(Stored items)
=== Section Start ===
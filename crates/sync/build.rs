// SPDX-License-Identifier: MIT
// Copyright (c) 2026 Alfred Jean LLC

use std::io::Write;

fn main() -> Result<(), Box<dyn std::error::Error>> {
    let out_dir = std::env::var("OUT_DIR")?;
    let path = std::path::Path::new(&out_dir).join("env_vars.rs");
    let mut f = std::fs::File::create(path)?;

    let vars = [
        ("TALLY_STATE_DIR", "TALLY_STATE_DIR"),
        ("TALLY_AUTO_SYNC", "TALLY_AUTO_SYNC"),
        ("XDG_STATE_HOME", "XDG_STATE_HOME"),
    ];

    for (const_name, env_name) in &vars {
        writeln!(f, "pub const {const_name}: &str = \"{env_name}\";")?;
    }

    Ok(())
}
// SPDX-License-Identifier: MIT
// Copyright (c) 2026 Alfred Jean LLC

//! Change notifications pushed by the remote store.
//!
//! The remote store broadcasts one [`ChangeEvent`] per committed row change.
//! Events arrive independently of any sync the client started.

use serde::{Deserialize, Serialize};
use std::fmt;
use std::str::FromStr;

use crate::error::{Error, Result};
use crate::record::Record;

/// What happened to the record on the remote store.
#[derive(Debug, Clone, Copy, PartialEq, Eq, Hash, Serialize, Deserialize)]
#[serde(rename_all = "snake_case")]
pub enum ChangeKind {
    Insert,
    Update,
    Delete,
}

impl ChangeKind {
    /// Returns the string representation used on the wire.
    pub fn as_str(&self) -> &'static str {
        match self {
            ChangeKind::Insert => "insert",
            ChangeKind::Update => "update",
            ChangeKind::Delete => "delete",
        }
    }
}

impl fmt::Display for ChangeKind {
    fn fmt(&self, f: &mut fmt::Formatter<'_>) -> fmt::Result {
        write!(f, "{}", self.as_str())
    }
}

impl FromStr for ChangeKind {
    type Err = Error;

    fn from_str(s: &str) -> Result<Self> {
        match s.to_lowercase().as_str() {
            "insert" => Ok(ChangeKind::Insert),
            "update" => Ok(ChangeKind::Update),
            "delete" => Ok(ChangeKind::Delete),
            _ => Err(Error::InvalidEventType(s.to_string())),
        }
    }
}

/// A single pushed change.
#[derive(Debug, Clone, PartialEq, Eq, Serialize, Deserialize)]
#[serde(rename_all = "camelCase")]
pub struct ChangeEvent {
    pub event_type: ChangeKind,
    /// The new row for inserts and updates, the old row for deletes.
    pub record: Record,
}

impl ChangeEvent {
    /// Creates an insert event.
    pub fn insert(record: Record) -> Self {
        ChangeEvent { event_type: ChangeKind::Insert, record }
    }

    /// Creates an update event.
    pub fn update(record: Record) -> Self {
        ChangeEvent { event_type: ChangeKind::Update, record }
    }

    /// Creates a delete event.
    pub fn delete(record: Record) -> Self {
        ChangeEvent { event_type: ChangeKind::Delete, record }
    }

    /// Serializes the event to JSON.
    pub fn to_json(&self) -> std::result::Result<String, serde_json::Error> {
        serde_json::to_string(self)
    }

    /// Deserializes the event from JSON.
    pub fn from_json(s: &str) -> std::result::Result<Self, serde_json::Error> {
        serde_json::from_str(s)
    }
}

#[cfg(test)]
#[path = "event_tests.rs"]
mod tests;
=== Section End ===
=== Section Start ===
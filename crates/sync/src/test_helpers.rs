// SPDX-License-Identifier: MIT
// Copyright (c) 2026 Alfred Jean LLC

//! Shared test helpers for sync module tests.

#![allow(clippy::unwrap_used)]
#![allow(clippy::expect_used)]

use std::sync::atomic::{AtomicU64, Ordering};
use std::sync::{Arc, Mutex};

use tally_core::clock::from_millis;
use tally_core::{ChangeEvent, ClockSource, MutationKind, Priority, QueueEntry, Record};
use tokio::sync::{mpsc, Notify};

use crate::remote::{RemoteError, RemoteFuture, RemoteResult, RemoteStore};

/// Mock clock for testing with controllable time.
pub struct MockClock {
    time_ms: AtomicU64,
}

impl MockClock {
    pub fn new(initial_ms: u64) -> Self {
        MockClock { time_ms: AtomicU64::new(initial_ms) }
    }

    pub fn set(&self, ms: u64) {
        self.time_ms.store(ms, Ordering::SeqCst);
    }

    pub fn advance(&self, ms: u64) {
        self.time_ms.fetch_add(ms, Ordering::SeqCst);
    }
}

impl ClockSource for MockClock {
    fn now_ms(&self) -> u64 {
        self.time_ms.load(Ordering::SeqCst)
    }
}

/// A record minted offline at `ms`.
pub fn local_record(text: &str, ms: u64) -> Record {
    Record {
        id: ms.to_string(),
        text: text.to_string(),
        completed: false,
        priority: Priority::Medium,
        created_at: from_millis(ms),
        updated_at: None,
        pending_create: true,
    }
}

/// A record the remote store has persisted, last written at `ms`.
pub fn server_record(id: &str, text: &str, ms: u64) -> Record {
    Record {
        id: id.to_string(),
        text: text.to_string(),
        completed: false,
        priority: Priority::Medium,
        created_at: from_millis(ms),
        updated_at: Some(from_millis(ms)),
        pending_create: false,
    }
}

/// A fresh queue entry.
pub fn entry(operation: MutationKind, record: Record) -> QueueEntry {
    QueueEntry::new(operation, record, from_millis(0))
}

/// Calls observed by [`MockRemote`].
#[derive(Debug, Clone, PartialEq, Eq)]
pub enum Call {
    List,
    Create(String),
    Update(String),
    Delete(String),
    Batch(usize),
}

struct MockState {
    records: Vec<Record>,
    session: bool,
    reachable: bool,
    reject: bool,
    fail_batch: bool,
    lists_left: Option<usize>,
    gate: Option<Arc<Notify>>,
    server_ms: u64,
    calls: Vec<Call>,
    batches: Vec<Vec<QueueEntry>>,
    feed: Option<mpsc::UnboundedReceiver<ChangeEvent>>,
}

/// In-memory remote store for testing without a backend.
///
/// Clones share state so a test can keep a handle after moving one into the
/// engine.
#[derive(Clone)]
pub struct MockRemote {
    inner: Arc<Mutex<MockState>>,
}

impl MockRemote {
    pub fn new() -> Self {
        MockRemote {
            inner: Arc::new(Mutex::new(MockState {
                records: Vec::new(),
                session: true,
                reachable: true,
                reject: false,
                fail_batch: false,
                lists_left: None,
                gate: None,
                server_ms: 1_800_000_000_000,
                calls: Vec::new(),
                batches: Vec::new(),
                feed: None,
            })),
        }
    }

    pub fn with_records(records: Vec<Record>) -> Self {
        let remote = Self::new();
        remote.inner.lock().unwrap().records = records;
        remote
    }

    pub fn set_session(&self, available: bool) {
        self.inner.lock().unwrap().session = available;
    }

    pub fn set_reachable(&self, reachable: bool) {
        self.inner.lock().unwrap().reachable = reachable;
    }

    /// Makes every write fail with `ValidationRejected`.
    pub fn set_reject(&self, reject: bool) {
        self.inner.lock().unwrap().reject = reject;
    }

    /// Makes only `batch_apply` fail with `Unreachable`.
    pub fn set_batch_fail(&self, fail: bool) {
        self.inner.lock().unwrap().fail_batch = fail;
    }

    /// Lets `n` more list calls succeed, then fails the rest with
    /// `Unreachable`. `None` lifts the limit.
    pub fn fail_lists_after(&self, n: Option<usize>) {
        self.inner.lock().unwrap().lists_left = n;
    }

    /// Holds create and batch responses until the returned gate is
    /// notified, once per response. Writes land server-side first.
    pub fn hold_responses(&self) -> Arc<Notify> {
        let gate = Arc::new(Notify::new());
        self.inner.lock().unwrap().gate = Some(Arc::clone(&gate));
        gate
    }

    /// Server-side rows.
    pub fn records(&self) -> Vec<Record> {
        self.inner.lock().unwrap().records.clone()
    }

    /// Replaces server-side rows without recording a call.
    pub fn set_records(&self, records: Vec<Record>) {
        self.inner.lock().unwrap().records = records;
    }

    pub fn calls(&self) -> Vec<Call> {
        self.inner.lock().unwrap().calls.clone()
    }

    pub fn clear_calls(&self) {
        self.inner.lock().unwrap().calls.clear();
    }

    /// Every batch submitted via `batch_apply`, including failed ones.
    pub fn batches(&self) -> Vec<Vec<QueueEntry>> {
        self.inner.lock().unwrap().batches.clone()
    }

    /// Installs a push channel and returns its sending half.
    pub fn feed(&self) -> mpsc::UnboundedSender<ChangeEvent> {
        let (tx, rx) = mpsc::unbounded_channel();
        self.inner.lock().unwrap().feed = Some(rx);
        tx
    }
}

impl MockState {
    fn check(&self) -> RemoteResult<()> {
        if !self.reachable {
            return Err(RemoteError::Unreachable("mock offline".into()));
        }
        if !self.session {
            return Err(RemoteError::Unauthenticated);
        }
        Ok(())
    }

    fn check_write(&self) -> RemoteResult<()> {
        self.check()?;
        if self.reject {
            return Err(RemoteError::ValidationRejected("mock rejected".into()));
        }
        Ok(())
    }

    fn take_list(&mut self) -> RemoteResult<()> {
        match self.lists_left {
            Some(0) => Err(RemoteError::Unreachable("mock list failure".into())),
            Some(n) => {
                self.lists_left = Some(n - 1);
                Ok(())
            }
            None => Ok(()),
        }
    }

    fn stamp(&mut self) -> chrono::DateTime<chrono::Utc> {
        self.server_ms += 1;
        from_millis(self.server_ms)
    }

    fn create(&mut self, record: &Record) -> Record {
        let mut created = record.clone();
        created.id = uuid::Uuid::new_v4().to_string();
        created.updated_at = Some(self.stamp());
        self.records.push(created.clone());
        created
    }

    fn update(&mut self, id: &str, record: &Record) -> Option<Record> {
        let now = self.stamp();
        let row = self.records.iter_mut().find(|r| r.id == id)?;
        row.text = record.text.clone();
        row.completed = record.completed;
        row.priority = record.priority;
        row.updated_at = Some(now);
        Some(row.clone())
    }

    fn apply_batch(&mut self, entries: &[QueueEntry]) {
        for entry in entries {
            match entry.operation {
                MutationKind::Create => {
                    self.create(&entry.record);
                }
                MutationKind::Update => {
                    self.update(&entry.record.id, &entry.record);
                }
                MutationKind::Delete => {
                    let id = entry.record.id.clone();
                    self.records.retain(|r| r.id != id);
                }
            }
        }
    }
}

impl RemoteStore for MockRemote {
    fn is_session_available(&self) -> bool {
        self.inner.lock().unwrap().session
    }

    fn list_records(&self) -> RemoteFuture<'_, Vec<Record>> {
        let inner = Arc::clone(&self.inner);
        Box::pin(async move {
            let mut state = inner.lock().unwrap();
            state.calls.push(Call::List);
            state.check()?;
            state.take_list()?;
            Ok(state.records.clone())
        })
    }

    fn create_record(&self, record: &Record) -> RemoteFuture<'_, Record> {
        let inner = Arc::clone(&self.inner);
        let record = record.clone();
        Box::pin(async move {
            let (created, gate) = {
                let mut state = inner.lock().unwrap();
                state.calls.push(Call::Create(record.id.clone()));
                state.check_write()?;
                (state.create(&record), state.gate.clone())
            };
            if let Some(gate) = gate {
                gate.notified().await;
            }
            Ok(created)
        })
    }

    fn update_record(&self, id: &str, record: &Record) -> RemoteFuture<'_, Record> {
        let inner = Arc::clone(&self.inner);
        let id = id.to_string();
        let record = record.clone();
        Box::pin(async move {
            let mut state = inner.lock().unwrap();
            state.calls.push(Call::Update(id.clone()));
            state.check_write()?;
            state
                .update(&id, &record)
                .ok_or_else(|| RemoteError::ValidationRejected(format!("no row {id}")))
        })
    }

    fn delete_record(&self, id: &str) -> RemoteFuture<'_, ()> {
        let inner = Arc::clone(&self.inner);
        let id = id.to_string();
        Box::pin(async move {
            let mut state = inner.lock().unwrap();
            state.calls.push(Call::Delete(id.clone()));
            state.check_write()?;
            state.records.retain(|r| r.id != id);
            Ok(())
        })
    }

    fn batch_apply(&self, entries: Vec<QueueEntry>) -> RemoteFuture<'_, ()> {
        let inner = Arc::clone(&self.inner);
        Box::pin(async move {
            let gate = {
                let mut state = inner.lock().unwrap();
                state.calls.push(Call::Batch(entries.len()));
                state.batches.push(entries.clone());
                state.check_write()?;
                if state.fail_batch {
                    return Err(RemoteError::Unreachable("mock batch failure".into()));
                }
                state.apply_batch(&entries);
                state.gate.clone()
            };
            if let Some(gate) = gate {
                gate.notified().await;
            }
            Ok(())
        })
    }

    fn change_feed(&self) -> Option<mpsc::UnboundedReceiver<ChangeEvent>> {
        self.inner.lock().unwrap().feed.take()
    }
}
=== Section End ===
=== Section Start ===
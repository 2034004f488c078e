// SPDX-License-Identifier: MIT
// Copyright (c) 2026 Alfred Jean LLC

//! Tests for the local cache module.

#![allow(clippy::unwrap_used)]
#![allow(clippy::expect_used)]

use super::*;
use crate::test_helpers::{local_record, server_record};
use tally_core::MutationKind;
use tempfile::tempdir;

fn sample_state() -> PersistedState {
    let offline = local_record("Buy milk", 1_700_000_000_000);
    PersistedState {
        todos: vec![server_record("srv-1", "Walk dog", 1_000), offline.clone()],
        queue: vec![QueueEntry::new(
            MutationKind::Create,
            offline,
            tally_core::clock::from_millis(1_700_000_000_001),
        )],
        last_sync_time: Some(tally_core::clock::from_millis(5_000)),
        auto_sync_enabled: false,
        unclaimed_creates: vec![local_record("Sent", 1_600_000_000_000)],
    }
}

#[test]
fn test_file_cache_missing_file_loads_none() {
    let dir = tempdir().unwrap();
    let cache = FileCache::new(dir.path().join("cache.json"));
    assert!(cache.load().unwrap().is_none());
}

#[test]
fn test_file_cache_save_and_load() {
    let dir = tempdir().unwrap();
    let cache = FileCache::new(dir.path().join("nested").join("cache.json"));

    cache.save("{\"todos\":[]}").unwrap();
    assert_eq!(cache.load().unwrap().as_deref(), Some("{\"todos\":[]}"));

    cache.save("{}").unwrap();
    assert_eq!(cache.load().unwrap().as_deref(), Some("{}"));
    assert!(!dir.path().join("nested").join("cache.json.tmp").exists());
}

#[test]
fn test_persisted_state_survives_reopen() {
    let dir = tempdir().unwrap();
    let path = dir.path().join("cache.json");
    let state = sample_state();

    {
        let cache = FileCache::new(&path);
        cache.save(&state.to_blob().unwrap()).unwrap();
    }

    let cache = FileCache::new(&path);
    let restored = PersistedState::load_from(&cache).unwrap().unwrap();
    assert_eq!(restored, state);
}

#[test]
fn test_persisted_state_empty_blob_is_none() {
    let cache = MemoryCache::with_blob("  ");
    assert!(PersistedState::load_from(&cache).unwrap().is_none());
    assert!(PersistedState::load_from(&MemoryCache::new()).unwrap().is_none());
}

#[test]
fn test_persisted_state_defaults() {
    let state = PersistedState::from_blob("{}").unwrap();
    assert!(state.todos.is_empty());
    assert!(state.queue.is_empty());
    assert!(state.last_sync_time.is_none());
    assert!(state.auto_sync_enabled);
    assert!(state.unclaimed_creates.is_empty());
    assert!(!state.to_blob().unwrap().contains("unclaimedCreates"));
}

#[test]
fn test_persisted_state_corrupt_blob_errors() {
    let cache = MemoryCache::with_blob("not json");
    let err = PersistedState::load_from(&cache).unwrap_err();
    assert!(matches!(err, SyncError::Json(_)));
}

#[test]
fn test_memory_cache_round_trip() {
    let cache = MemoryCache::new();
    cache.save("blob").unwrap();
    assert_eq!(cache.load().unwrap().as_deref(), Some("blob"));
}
=== Section End ===
# Problem description:
Give the exact lines, and only those, from the line containing "filename crates/sync/build.rs" through the line containing "fn from_str(s: &str)" in the entries above.

# Task answer:
filename crates/sync/build.rs
// SPDX-License-Identifier: MIT
// Copyright (c) 2026 Alfred Jean LLC

use std::io::Write;

fn main() -> Result<(), Box<dyn std::error::Error>> {
    let out_dir = std::env::var("OUT_DIR")?;
    let path = std::path::Path::new(&out_dir).join("env_vars.rs");
    let mut f = std::fs::File::create(path)?;

    let vars = [
        ("TALLY_STATE_DIR", "TALLY_STATE_DIR"),
        ("TALLY_AUTO_SYNC", "TALLY_AUTO_SYNC"),
        ("XDG_STATE_HOME", "XDG_STATE_HOME"),
    ];

    for (const_name, env_name) in &vars {
        writeln!(f, "pub const {const_name}: &str = \"{env_name}\";")?;
    }

    Ok(())
}
// SPDX-License-Identifier: MIT
// Copyright (c) 2026 Alfred Jean LLC

//! Change notifications pushed by the remote store.
//!
//! The remote store broadcasts one [`ChangeEvent`] per committed row change.
//! Events arrive independently of any sync the client started.

use serde::{Deserialize, Serialize};
use std::fmt;
use std::str::FromStr;

use crate::error::{Error, Result};
use crate::record::Record;

/// What happened to the record on the remote store.
#[derive(Debug, Clone, Copy, PartialEq, Eq, Hash, Serialize, Deserialize)]
#[serde(rename_all = "snake_case")]
pub enum ChangeKind {
    Insert,
    Update,
    Delete,
}

impl ChangeKind {
    /// Returns the string representation used on the wire.
    pub fn as_str(&self) -> &'static str {
        match self {
            ChangeKind::Insert => "insert",
            ChangeKind::Update => "update",
            ChangeKind::Delete => "delete",
        }
    }
}

impl fmt::Display for ChangeKind {
    fn fmt(&self, f: &mut fmt::Formatter<'_>) -> fmt::Result {
        write!(f, "{}", self.as_str())
    }
}

impl FromStr for ChangeKind {
    type Err = Error;

    fn from_str(s: &str) -> Result<Self> {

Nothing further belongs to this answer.